Results: Among an average of 2,210 facilities reporting per month (range, 1,341- 2,791), most (56%) were Health Centre IIs. There were seasonal peaks in stockouts of ACTs and RDTs, with small peaks in December through February and sharp peaks in June through September. At the national level, we observed a significant increase in the monthly ACT (S’=474, p<0.001; Sen’s slope=+0.59) and RDT (S’=444, p<0.001; Sen’s slope=+0.616) stockouts over the study period. Monthly ACT stockouts increased significantly across all facility levels, with Health Centre IIs having the largest increase (S’=472, p<0.001; Sen’s slope=+0.697) while general hospitals reported the smallest increase (S’=198, p=0.026; Sen’s slope=+0.201). Among 136 districts, the number of districts experiencing ACT stockouts increased steadily, from 5 in 2017 to 85 in 2022.

Conclusion: Malaria diagnosis and treatment commodity stockouts increased from 2017-2022 across Uganda. Reasons for this increasing trend should be explored and addressed to improve access to essential malaria treatment commodities.


Background

 Uganda has made tremendous progress in malaria control in recent years, with significant reductions in morbidity and mortality over the last decade, malaria parasite prevalence dropping from 45% in 2009 to 9% in 2019[1, 2]. Despite these reductions, malaria remains one of the leading causes of morbidity and mortality in Uganda[3], accounting for 5% of all global malaria cases in 2021 and 3.2% of all reported deaths in the same year[4].

The Uganda National Malaria Control Program (NMCP) is charged with providing quality assured services for Malaria prevention and treatment to all people in Uganda. The program aims to reduce malaria morbidity by 50% and malaria-related mortality by 75% by 2025 compared to 2019 levels of 11 million reported cases and 12,000 recorded deaths2019 [5]. To accomplish this, a combination of prevention and treatment interventions are intensively implemented.

These include prompt and effective case management, nationwide distribution of long-lasting insecticide-treated bed nets (LLINs), indoor residual spraying (IRS), seasonal malaria chemoprevention, and intermittent malaria prevention during pregnancy. The presence of a consistent, reliable, and sufficient supply of malaria commodities when and where they are required is critical to achieve malaria control; NMCP aims to have at least 90% of all facilities reporting no stockouts of antimalarial commodities at any given time[5].

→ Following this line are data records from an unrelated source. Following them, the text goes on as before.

//! # Tracked Controls System
//!
//! Maintains the list of connected controllers that report pose data and
//! republishes it for the rest of the host application.
//!
//! The list is rebuilt at most once per interval (10ms by default). Each
//! rebuild produces a [`TrackedControlsTick`] the host publishes on the scene
//! under [`TRACKED_CONTROLS_TICK_EVENT`].

use std::time::{Duration, Instant};

use chrono::{DateTime, Utc};
use serde::Serialize;
use tracing::trace;

use super::{enumerate_gamepads, GamepadDescriptor, GamepadSource};

/// Scene event name for a rebuilt controller list.
pub const TRACKED_CONTROLS_TICK_EVENT: &str = "tracked-controls.tick";

/// Default minimum time between list rebuilds.
pub const DEFAULT_REBUILD_INTERVAL: Duration = Duration::from_millis(10);

/// Payload published after each rebuild.
#[derive(Debug, Clone, PartialEq, Serialize)]
pub struct TrackedControlsTick {
    pub timestamp: DateTime<Utc>,
    pub controllers: Vec<GamepadDescriptor>,
}

/// Periodically rebuilt list of pose-reporting controllers.
#[derive(Debug)]
pub struct TrackedControlsSystem {
    controllers: Vec<GamepadDescriptor>,
    last_check: Option<Instant>,
    interval: Duration,
}

impl Default for TrackedControlsSystem {
    fn default() -> Self {
        Self::new(DEFAULT_REBUILD_INTERVAL)
    }
}

impl TrackedControlsSystem {
    /// Creates a system that rebuilds at most once per `interval`.
    #[must_use]
    pub fn new(interval: Duration) -> Self {
        Self {
            controllers: Vec::new(),
            last_check: None,
            interval,
        }
    }

    /// Controllers found by the most recent rebuild.
    pub fn controllers(&self) -> &[GamepadDescriptor] {
        &self.controllers
    }

    /// Replaces the list with every gamepad that currently reports a pose.
    pub fn rebuild_controller_list(&mut self, source: &dyn GamepadSource) {
        self.controllers = enumerate_gamepads(source)
            .into_iter()
            .filter(|gamepad| gamepad.pose.is_some())
            .collect();
    }

    /// Per-frame hook.
    ///
    /// Rebuilds the list when the interval has elapsed since the previous
    /// rebuild and returns the payload to publish; returns `None` otherwise.
    pub fn tick(&mut self, source: &dyn GamepadSource, now: Instant) -> Option<TrackedControlsTick> {
        if let Some(last) = self.last_check {
            if now.saturating_duration_since(last) < self.interval {
                return None;
            }
        }

        self.last_check = Some(now);
        self.rebuild_controller_list(source);
        trace!("Rebuilt tracked controller list ({} controllers)", self.controllers.len());

        Some(TrackedControlsTick {
            timestamp: Utc::now(),
            controllers: self.controllers.clone(),
        })
    }
}

#[cfg(test)]
mod tests {
    use super::*;
    use crate::gamepad::{MockGamepadSource, Pose};

    fn mixed_source() -> MockGamepadSource {
        let gamepads = vec![
            GamepadDescriptor::new(0, "OpenVR Gamepad").with_pose(Pose::default()),
            GamepadDescriptor::new(1, "Xbox 360 Controller"),
            GamepadDescriptor::new(2, "OpenVR Gamepad").with_pose(Pose::default()),
        ];
        let mut source = MockGamepadSource::new();
        source.expect_gamepads().returning(move || Some(gamepads.clone()));
        source
    }

    #[test]
    fn test_rebuild_keeps_only_posed_gamepads() {
        let mut system = TrackedControlsSystem::default();
        system.rebuild_controller_list(&mixed_source());

        let indices: Vec<_> = system.controllers().iter().map(|c| c.index).collect();
        assert_eq!(indices, vec![0, 2]);
    }

    #[test]
    fn test_first_tick_rebuilds() {
        let mut system = TrackedControlsSystem::default();
        let tick = system.tick(&mixed_source(), Instant::now()).unwrap();
        assert_eq!(tick.controllers.len(), 2);
    }

    #[test]
    fn test_tick_respects_interval() {
        let mut system = TrackedControlsSystem::new(Duration::from_millis(10));
        let source = mixed_source();
        let start = Instant::now();

        assert!(system.tick(&source, start).is_some());
        assert!(system.tick(&source, start + Duration::from_millis(5)).is_none());
        assert!(system.tick(&source, start + Duration::from_millis(10)).is_some());
        assert!(system.tick(&source, start + Duration::from_millis(15)).is_none());
    }

    #[test]
    fn test_tick_without_api_publishes_empty_list() {
        let mut source = MockGamepadSource::new();
        source.expect_gamepads().returning(|| None);

        let mut system = TrackedControlsSystem::default();
        let tick = system.tick(&source, Instant::now()).unwrap();
        assert!(tick.controllers.is_empty());
        assert!(system.controllers().is_empty());
    }

    #[test]
    fn test_tick_event_name() {
        assert_eq!(TRACKED_CONTROLS_TICK_EVENT, "tracked-controls.tick");
    }
}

Stock-outs, on the other hand, are frequently reported across the country. According to the weekly national malaria bulletins, >10% of all districts have insufficient artemisinin Combination Therapy (ACTs) and rapid diagnostic tests (RDTs) each week to last them until the next resupply, putting them at risk of stock-out. These stock-outs are caused by a number of factors that include; irregular pattern of supply due to complex bureaucratic processes, illegal commodity diversion, inaccurate quantifications, and insufficient financing[6-8]. The stock-outs limit access to effective malaria treatment contributing to inappropriate care, poor adherence to prescribed regimes since the patients have to incur an out-of-pocket expense to buy stocked out medicines, poor healthcare utilization increasing morbidity and, possibly, mortality[8-10].

While stock status was regularly monitored, providing a snapshot of the stock situation, there had been no documentation on the trends of stock-out of vital malaria commodities. This information, on the other hand, was critical for informing the Ministry of Health about progress in improving access to essential commodities and generating innovative ways to manage antimalarial commodity stock. We described the trends and spatial distribution of stockouts of malaria diagnosis and treatment commodities in Uganda, 2017-2022.

Methods

Study design and setting

We conducted a descriptive analysis of national surveillance data for Health facility level reports on stockouts of malaria commodities. As of 2018, Uganda had approximately 6,900 health facilities of which close to half of them were government owned, a third were private not for profit, and the rest were private or community owned. The health system is divided into levels with health facilities designated as health centre level two (HC 2) to health centre level four (HC 4); general hospital, regional referral hospital, and national referral hospital.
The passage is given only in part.